For patients, when we get sick, the concern is how much it will cost to cover medical benefits. Due to changes in health care law and a movement for patient advocacy, this is becoming less of a problem. No insurance company wants to see a deceased or terminally ill patient fighting for insurance benefits reminiscent of plot in The Rainmaker.
But an underpaid doctor? For providers, it is about actually getting paid for services they perform. The health insurance companies are willing to take their chances with underpaying healthcare facilities, physicians, and even hospitals.
Denials for Out-of-Network Providers
The insurance companies’ biggest targets are out-of-network facilities. Across the country they are being squeezed by insurance providers to go in-network. For those that refuse, they are usually met with claim denials, disputes on reasonable and customary or even lawsuits alleging everything from unjust enrichment for overpayment to fraud.
Back in 2012, Roseland Ambulatory Surgery Center in Essex County, New Jersey was sued by Connecticut General Life Insurance Co (a Cigna subsidiary) for its out-of-network facility practice of waiving co-pays and deductibles. In fact, Cigna has stayed quite busy.
Sometimes they react to out-of-network facilities’ actions against the insurer with counter-claims like in North Cypress Medical Center Operating Company, Limited, et al. v. Cigna Healthcare, et al. In that case, Cigna counter-claimed arguing that it paid more than was owed and that North Cypress did not charge the patients for coinsurance, but billed Cigna as if it had–the so called fee waiver defense. The 5th Circuit did not buy this fee waiver protocol argument in March 2015 and has already proved to be a significant obstacle for Cigna.
It does not quite end there. Just as common as these aggressive lawsuits by insurers or third party administrators ( TPAs) are the recoupments. The TPAs determine an overpayment on a previous claim and then sometimes dip into another patient’s plan to get paid in lieu of paying out to the provider. Astonishingly, for many of these recoupments and other denials, many of these TPAs still get paid and in many cases benefit even more than they would on a benefits paid claim while plan sponsors turn a blind eye.
In December 2014, a New Jersey federal judge certified a class of health care providers accusing UnitedHealth Group Inc. of improperly recouping payments for overpayment. Not dissimilar is the class action filed in the Central District of California against Aetna Inc. for allegations related to recoupment.

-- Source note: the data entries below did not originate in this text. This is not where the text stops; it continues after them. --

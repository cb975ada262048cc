use clap::{
    CommandFactory, Parser, Subcommand,
    builder::{
        Styles,
        styling::{AnsiColor, Effects},
    },
};
use clap_complete::{Shell, generate};

use musicbud::{cli, config, error};

fn styles() -> Styles {
    Styles::styled()
        .header(AnsiColor::White.on_default() | Effects::BOLD)
        .usage(AnsiColor::White.on_default() | Effects::BOLD)
        .literal(AnsiColor::BrightBlue.on_default())
        .placeholder(AnsiColor::BrightGreen.on_default())
}

#[derive(Parser, Debug, Clone)]
#[clap(
  version = env!("CARGO_PKG_VERSION"),
  name=env!("CARGO_PKG_NAME"),
  bin_name=env!("CARGO_PKG_NAME"),
  about=env!("CARGO_PKG_DESCRIPTION"),
  styles=styles(),
)]
struct Cli {
    #[clap(subcommand)]
    command: Option<Command>,
}

#[derive(Subcommand, Debug, Clone)]
pub enum Command {
    /// Connect to Spotify and browse your library (default)
    Session(SessionOptions),

    /// Get shell completions
    Completions(CompletionsOption),
}

#[derive(Parser, Debug, Clone, Default)]
pub struct SessionOptions {
    /// Spotify application client id (remembered for the next run)
    #[clap(long)]
    pub client_id: Option<String>,
}

#[derive(Parser, Debug, Clone)]
pub struct CompletionsOption {
    shell: Shell,
}

#[tokio::main]
async fn main() {
    if let Err(e) = config::load_env().await {
        error!("Cannot load environment. Err: {}", e);
    }

    let cli = Cli::parse();

    match cli.command.unwrap_or(Command::Session(SessionOptions::default())) {
        Command::Session(opt) => cli::session(opt.client_id).await,
        Command::Completions(opt) => {
            let mut cmd = Cli::command_for_update();
            let name = cmd.get_name().to_string();
            generate(opt.shell, &mut cmd, name, &mut std::io::stdout())
        }
    }
}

Appealing Adverse Benefit Determinations
Outsourced or internal revenue cycle management and billing & collection departments are a necessary and commonplace in most medical facilities and practices. The most effective of them are those that take advantage of the ERISA appeals process, given that most adverse benefit claim determinations are sourced from self-insured employer plans. Unfortunately, even those that take advantage of the process fall short in combatting the very aggressive claim denials that TPAs utilize.
Handling a medical necessity claim denial is one thing, but handling adverse claims dealing with overpayment, recoupments, fee-forgiving protocols, underpayment, and whatever the next strategy TPAs choose to pursue is another thing altogether.
Sometimes it is just not enough to simply send in a form appeal letter–especially when the adverse benefit determination is being used as a tactic against your facility.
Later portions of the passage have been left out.